Hieronder wordt artikelsgewijs een toelichting gegeven op dit Treasurystatuut.

 

Artikel 2

In artikel 2 worden de doelstellingen van de treasuryfunctie van de gemeente weergegeven, hieronder worden deze afzonderlijk toegelicht.

 

Artikel 2 lid 1

In de eerste plaats dient de treasury ervoor te zorgen dat de gemeente ‘duurzaam toegang heeft tot de financiële markten tegen acceptabele condities’. De richtlijnen en limieten in dit Treasurystatuut geven een waarborg dat de gemeente duurzaam in staat is de voor haar activiteiten benodigde middelen aan te trekken c.q. haar overtollige middelen uit te zetten op de financiële markten (bijv. bij banken). De condities die daarbij worden bedongen dienen, in het licht van de op het betreffende moment gebruikelijke condities, acceptabel (tenminste marktconform) te zijn.

 

Artikel 2 lid 2

De gemeente loopt de volgende financiële risico’s: renterisico’s, koersrisico’s, kredietrisico’s, interne liquiditeitsrisico’s en valutarisico’s.
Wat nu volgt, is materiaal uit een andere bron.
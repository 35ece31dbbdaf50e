//! Console error types

use crate::hal::HalError;

/// Console error with code and message
#[derive(Debug, Clone, Copy, PartialEq, Eq, thiserror::Error)]
pub enum ConsoleError {
    /// E01: Unknown command
    #[error("command not found, type \"help\" for a list of commands")]
    UnknownCommand,
    /// E02: Unknown subcommand or trailing token
    #[error("invalid command")]
    InvalidCommand,
    /// E03: Token is not a number
    #[error("conversion error")]
    InvalidValue,
    /// E04: Missing required argument
    #[error("missing argument")]
    MissingArg,
    /// E05: Value out of allowed range
    #[error("value {value} out of range ({min}-{max})")]
    OutOfRange { value: i32, min: i32, max: i32 },
    /// E06: Peripheral failure
    #[error("hardware error: {0}")]
    Hardware(#[from] HalError),
}

impl ConsoleError {
    /// Get error code string
    pub fn code(&self) -> &'static str {
        match self {
            Self::UnknownCommand => "E01",
            Self::InvalidCommand => "E02",
            Self::InvalidValue => "E03",
            Self::MissingArg => "E04",
            Self::OutOfRange { .. } => "E05",
            Self::Hardware(_) => "E06",
        }
    }

    /// Non-zero status reported for a failed dispatch
    pub fn status(&self) -> i32 {
        match self {
            Self::UnknownCommand => 1,
            Self::InvalidCommand => 2,
            Self::InvalidValue => 3,
            Self::MissingArg => 4,
            Self::OutOfRange { .. } => 5,
            Self::Hardware(_) => 6,
        }
    }
}
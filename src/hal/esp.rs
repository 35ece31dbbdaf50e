//! ESP-IDF board: GPIO driver, LEDC PWM and an I2C Si7021.
//!
//! Console pin numbers go through [`ESP32S3_PINS`]. Console pins with no
//! GPIO behind them are refused with [`HalError::Unsupported`] and logged;
//! nothing outside the map is ever touched.

use esp_idf_svc::hal::delay::FreeRtos;
use esp_idf_svc::hal::i2c::I2cDriver;
use esp_idf_svc::sys::{self, esp, EspError};

use super::{HalError, Hardware, Level, Si7021};
use crate::config::{PinMap, BOARD, ESP32S3_PINS};

/// PWM carrier frequency
pub const PWM_FREQ_HZ: u32 = 1000;

const LEDC_MODE: sys::ledc_mode_t = sys::ledc_mode_t_LEDC_LOW_SPEED_MODE;
const LEDC_TIMER: sys::ledc_timer_t = sys::ledc_timer_t_LEDC_TIMER_0;

/// Board backed by ESP-IDF drivers
pub struct EspBoard<'d> {
    sensor: Si7021<I2cDriver<'d>, FreeRtos>,
    pins: PinMap,
    /// Bit n set: LEDC channel for console channel n is attached
    pwm_attached: u32,
}

impl<'d> EspBoard<'d> {
    /// Set up the shared LEDC timer. The sensor is probed later, by
    /// `sensor_begin`.
    pub fn new(i2c: I2cDriver<'d>) -> Result<Self, EspError> {
        let timer = sys::ledc_timer_config_t {
            speed_mode: LEDC_MODE,
            duty_resolution: sys::ledc_timer_bit_t_LEDC_TIMER_8_BIT,
            timer_num: LEDC_TIMER,
            freq_hz: PWM_FREQ_HZ,
            clk_cfg: sys::soc_periph_ledc_clk_src_legacy_t_LEDC_AUTO_CLK,
            ..Default::default()
        };
        esp!(unsafe { sys::ledc_timer_config(&timer) })?;

        Ok(Self {
            sensor: Si7021::new(i2c, FreeRtos),
            pins: ESP32S3_PINS,
            pwm_attached: 0,
        })
    }

    /// LEDC channel serving console channel `channel`
    fn ledc_channel(channel: u8) -> Option<sys::ledc_channel_t> {
        BOARD
            .pwm_channels
            .contains(&channel)
            .then(|| (channel - BOARD.pwm_channels.start()) as sys::ledc_channel_t)
    }

    /// GPIO behind console pin `pin`
    fn gpio(&self, pin: u8) -> Result<sys::gpio_num_t, HalError> {
        self.pins
            .gpio(pin)
            .map(|gpio| gpio as sys::gpio_num_t)
            .ok_or(HalError::Unsupported)
    }

    fn attach_pwm(
        &mut self,
        channel: u8,
        gpio: sys::gpio_num_t,
        ledc: sys::ledc_channel_t,
    ) -> Result<(), EspError> {
        if self.pwm_attached & (1 << channel) != 0 {
            return Ok(());
        }

        let config = sys::ledc_channel_config_t {
            gpio_num: gpio,
            speed_mode: LEDC_MODE,
            channel: ledc,
            intr_type: sys::ledc_intr_type_t_LEDC_INTR_DISABLE,
            timer_sel: LEDC_TIMER,
            duty: 0,
            hpoint: 0,
            ..Default::default()
        };
        esp!(unsafe { sys::ledc_channel_config(&config) })?;
        self.pwm_attached |= 1 << channel;
        Ok(())
    }
}

fn check(op: &str, pin: u8, result: Result<(), EspError>) {
    if let Err(e) = result {
        log::warn!("{} on pin {} failed: {}", op, pin, e);
    }
}

fn unmapped(op: &str, pin: u8, e: HalError) {
    log::warn!("{} on pin {}: {}", op, pin, e);
}

impl Hardware for EspBoard<'_> {
    fn configure_output(&mut self, pin: u8) {
        let gpio = match self.gpio(pin) {
            Ok(gpio) => gpio,
            Err(e) => return unmapped("configure", pin, e),
        };
        check("reset", pin, esp!(unsafe { sys::gpio_reset_pin(gpio) }));
        // Input stays enabled so the level can be read back
        check(
            "set direction",
            pin,
            esp!(unsafe { sys::gpio_set_direction(gpio, sys::gpio_mode_t_GPIO_MODE_INPUT_OUTPUT) }),
        );
    }

    fn write_digital(&mut self, pin: u8, level: Level) {
        let gpio = match self.gpio(pin) {
            Ok(gpio) => gpio,
            Err(e) => return unmapped("write", pin, e),
        };
        check(
            "write",
            pin,
            esp!(unsafe { sys::gpio_set_level(gpio, level.as_u8() as u32) }),
        );
    }

    fn read_digital(&mut self, pin: u8) -> Level {
        match self.gpio(pin) {
            Ok(gpio) => Level::from(unsafe { sys::gpio_get_level(gpio) } != 0),
            Err(e) => {
                unmapped("read", pin, e);
                Level::Low
            }
        }
    }

    fn write_analog(&mut self, channel: u8, duty: u8) {
        let Some(ledc) = Self::ledc_channel(channel) else {
            return unmapped("pwm write", channel, HalError::Unsupported);
        };
        let gpio = match self.gpio(channel) {
            Ok(gpio) => gpio,
            Err(e) => return unmapped("pwm write", channel, e),
        };
        let result = self.attach_pwm(channel, gpio, ledc).and_then(|()| {
            esp!(unsafe { sys::ledc_set_duty(LEDC_MODE, ledc, duty as u32) })?;
            esp!(unsafe { sys::ledc_update_duty(LEDC_MODE, ledc) })
        });
        check("pwm write", channel, result);
    }

    /// No ADC on these pins: reads back the applied duty instead.
    fn read_analog(&mut self, channel: u8) -> u16 {
        match Self::ledc_channel(channel) {
            Some(ledc) if self.pwm_attached & (1 << channel) != 0 => {
                unsafe { sys::ledc_get_duty(LEDC_MODE, ledc) as u16 }
            }
            _ => 0,
        }
    }

    fn delay_ms(&mut self, ms: u32) {
        FreeRtos::delay_ms(ms);
    }

    fn sensor_begin(&mut self) -> Result<(), HalError> {
        self.sensor.begin()?;
        match self.sensor.model() {
            Ok(model) => log::info!("sensor: {:?}", model),
            Err(e) => log::warn!("sensor id unreadable: {}", e),
        }
        Ok(())
    }

    fn read_temperature(&mut self) -> Result<f32, HalError> {
        self.sensor.temperature()
    }

    fn read_humidity(&mut self) -> Result<f32, HalError> {
        self.sensor.humidity()
    }
}
//! `temp temp|humi`: read the Si7021 sensor

use core::fmt::Write;

use crate::console::commands::{Command, CommandResult, Context, Flow, Registry};
use crate::console::parser::ArgumentVector;
use crate::console::ConsoleError;

pub struct Temp;

impl Command for Temp {
    fn name(&self) -> &'static str {
        "temp"
    }

    /// A missing sensor is reported here; the console keeps running and
    /// later reads fail with a hardware error.
    fn init(&self, ctx: &mut Context<'_>) -> Result<(), ConsoleError> {
        if let Err(e) = ctx.hw.sensor_begin() {
            let _ = writeln!(ctx.out, "Did not find Si7021 sensor!");
            return Err(e.into());
        }
        Ok(())
    }

    fn exec(&self, args: &ArgumentVector, ctx: &mut Context<'_>) -> CommandResult {
        let value = match args.arg(1) {
            "temp" => ctx.hw.read_temperature()?,
            "humi" => ctx.hw.read_humidity()?,
            other => {
                let _ = writeln!(ctx.out, "Invalid temp command: {}", other);
                return Err(ConsoleError::InvalidCommand);
            }
        };

        let _ = writeln!(ctx.out, "{:.2}", value);
        Ok(Flow::Continue)
    }

    fn help(&self, _registry: &Registry, out: &mut dyn Write) -> Result<(), ConsoleError> {
        let _ = writeln!(out, "Temperature sensor Si7021. Examples:");
        let _ = writeln!(out, "Read temperature in degree celsius:");
        let _ = writeln!(out, "  temp temp");
        let _ = writeln!(out, "Read humidity");
        let _ = writeln!(out, "  temp humi");
        Ok(())
    }
}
De richtlijnen en limieten in dit Treasurystatuut zijn opgenomen om dergelijke risico’s te beperken. In de artikelen 4 tot en met 9 wordt aangegeven op welke wijze dit wordt gewaarborgd.

 

Artikel 2 lid 3

De derde doelstelling van de treasuryfunctie is het minimaliseren van de kosten bij het beheren van de geldstromen en de financiële posities. Deze kosten bestaan o.a. uit rentekosten, provisies en kosten van het betalingsverkeer. Het is de taak van het college om het beheer zo efficiënt mogelijk uit te voeren.

 

Artikel 2 lid 4

Het liquiditeitsbeheer dient zodanig te zijn georganiseerd dat flexibel en adequaat en tijdig ingespeeld kan worden op de behoefte aan extra liquiditeiten zodat de gemeente ten alle tijden aan haar betalingsverplichtingen kan voldoen. Het inzicht in de behoefte aan liquiditeiten en beslissingen tot het aantrekken van leningen dient controleerbaar te zijn.

 

Artikel 2 lid 5

De gemeente streeft ernaar de renteresultaten te optimaliseren. Dit betekent dat de gemeente geen middelen onbenut laat maar streeft naar zo hoog mogelijke renteopbrengsten (c.q. zo laag mogelijk rentekosten) zonder dat daarbij overmatige risico’s worden gelopen. De prioriteiten van de treasuryfunctie liggen in eerste instantie bij het beheersen en beperken van financiële risico’s; de treasuryfunctie is immers géén winstgerichte afdeling (‘profit center’). Binnen het acceptabele risicoprofiel zoals vastgesteld in de Wet Fido en dit Treasurystatuut dient desondanks te worden gestreefd naar optimalisatie van de renteresultaten.

 

Artikel 2 lid 6

De treasuryfunctie is verantwoordelijk voor het opstellen van het treasurybeleid, het uitwerken van vastgesteld beleid in nadere uitvoeringsregels, het uitvoeren van het beleid, tussentijds monitoren en het opstellen van de verantwoording over het gevoerde beleid. Het informeren over het treasurybeleid vindt vooral plaats in de paragraaf financiering van de begroting en de jaarrekening.

 

Artikel 3 lid 1

De Wet Fido geeft twee belangrijke beleidsmatige uitgangspunten met betrekking tot treasury. Dit betreft de ‘publieke taak’ waarvoor leningen en garanties dienen enerzijds en het prudente karakter van (overige) uitzettingen anderzijds. Er wordt hierbij dus een specifiek onderscheid gemaakt tussen het verstrekken van leningen ‘uit hoofde van de publieke taak’ en het uitzetten van middelen ‘uit hoofde van treasury’.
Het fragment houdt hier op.